"Zrób to sam", czyli epoka kurierów
W "Przemytniku doskonałym" czytamy, że po upadku karteli z Cali i Medellin nastała epoka "zrób to sam": "Kontrolowanie rynku przestaje być możliwe, bo nagle każdy rozpoczął biznes na własną rękę. Natychmiast powstaje setka małych karteli, przez co zmienia się struktura organizacyjna. [...] To jest też początek epoki kurierów z walizkami w ręku. [...] Z każdego zakątka dżungli płyną niewielkie ilości towaru, który trzeba sprzedać w sposób możliwie najbezpieczniejszy. To epoka metod półrzemieślniczych, modnych wśród niedużych producentów, a przede wszystkim pośród tych, których ludzie powszechnie kojarzą z przemytem narkotyków. Królem tych dość prymitywnych metod stał się kurier - człowiek niemal zawsze zdesperowany, a nierzadko pełen twórczych pomysłów.
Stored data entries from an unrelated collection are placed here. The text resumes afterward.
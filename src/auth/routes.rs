//! Authentication routes

use axum::{
    routing::{delete, get, post},
    Router,
};

use super::handlers;

/// Creates and returns the authentication router
///
/// # Routes
/// - `POST /api/auth/register` - Local account signup
/// - `POST /api/auth/login` - Local login, sets session cookies
/// - `POST /api/auth/logout` - Revoke the current session
/// - `POST /api/auth/logout-all` - Revoke every session
/// - `POST /api/auth/refresh` - Rotate the refresh cookie
/// - `GET /api/auth/me` - Current user
/// - `GET /api/auth/oauth/:provider` - Begin a provider login
/// - `GET /api/auth/:provider/callback` - Provider redirect target
/// - `POST /api/auth/link/:provider` - Begin linking a provider
/// - `DELETE /api/auth/unlink/:provider` - Remove a provider link
/// - `POST /api/auth/password` - Set a local password
/// - `GET /api/auth/providers` - Linked providers
/// - `GET /api/auth/logs` - Authentication history
pub fn auth_routes() -> Router {
    Router::new()
        .route("/api/auth/register", post(handlers::register_handler))
        .route("/api/auth/login", post(handlers::login_handler))
        .route("/api/auth/logout", post(handlers::logout_handler))
        .route("/api/auth/logout-all", post(handlers::logout_all_handler))
        .route("/api/auth/refresh", post(handlers::refresh_handler))
        .route("/api/auth/me", get(handlers::me_handler))
        .route("/api/auth/oauth/:provider", get(handlers::oauth_start_handler))
        .route(
            "/api/auth/:provider/callback",
            get(handlers::oauth_callback_handler),
        )
        .route("/api/auth/link/:provider", post(handlers::link_start_handler))
        .route("/api/auth/unlink/:provider", delete(handlers::unlink_handler))
        .route("/api/auth/password", post(handlers::set_password_handler))
        .route("/api/auth/providers", get(handlers::providers_handler))
        .route("/api/auth/logs", get(handlers::logs_handler))
        .route("/health", get(handlers::health_handler))
        .route("/api/health", get(handlers::health_handler))
}
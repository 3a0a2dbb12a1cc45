// src/common/id_generator.rs
//! Identifier generation
//!
//! Account ids are prefixed Crockford Base32 strings (e.g. `U_K7NP3XY2M4QA`);
//! correlation ids and token ids are UUID v4 so they can be joined against
//! external log pipelines.

use rand::Rng;
use uuid::Uuid;

/// Crockford Base32 alphabet (excludes I, L, O, U to avoid confusion)
const CROCKFORD_ALPHABET: &[u8; 32] = b"0123456789ABCDEFGHJKMNPQRSTVWXYZ";

/// Random characters in an account id (~60 bits)
const USER_ID_LENGTH: usize = 12;

const USER_ID_PREFIX: &str = "U_";

/// Generate a User ID (U_ + 12 Crockford chars)
pub fn generate_user_id() -> String {
    let mut rng = rand::thread_rng();
    let suffix: String = (0..USER_ID_LENGTH)
        .map(|_| CROCKFORD_ALPHABET[rng.gen_range(0..CROCKFORD_ALPHABET.len())] as char)
        .collect();
    format!("{}{}", USER_ID_PREFIX, suffix)
}

/// Correlation id threading one authentication flow through the audit log
pub fn generate_correlation_id() -> String {
    Uuid::new_v4().to_string()
}

/// Unique token id (`jti` claim)
pub fn generate_token_id() -> String {
    Uuid::new_v4().to_string()
}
Wielu ludzi sądzi, że towar przyjeżdża do Europy w podwójnych ściankach walizek, w kapsułkach połykanych przez kurierów, w sztucznych szczękach. Zobaczysz, że to nie tak. Dziś muły, czyli drobni kurierzy, służą przede wszystkim za kozły ofiarne składane na ołtarzu dobrych kontaktów z zachodnią policją. Jednak niewielkie transporty to świetny trening dla każdego, to wspaniałe laboratorium, w którym można eksperymentować z metodami zabezpieczania towaru i nowymi szlakami przerzutowymi.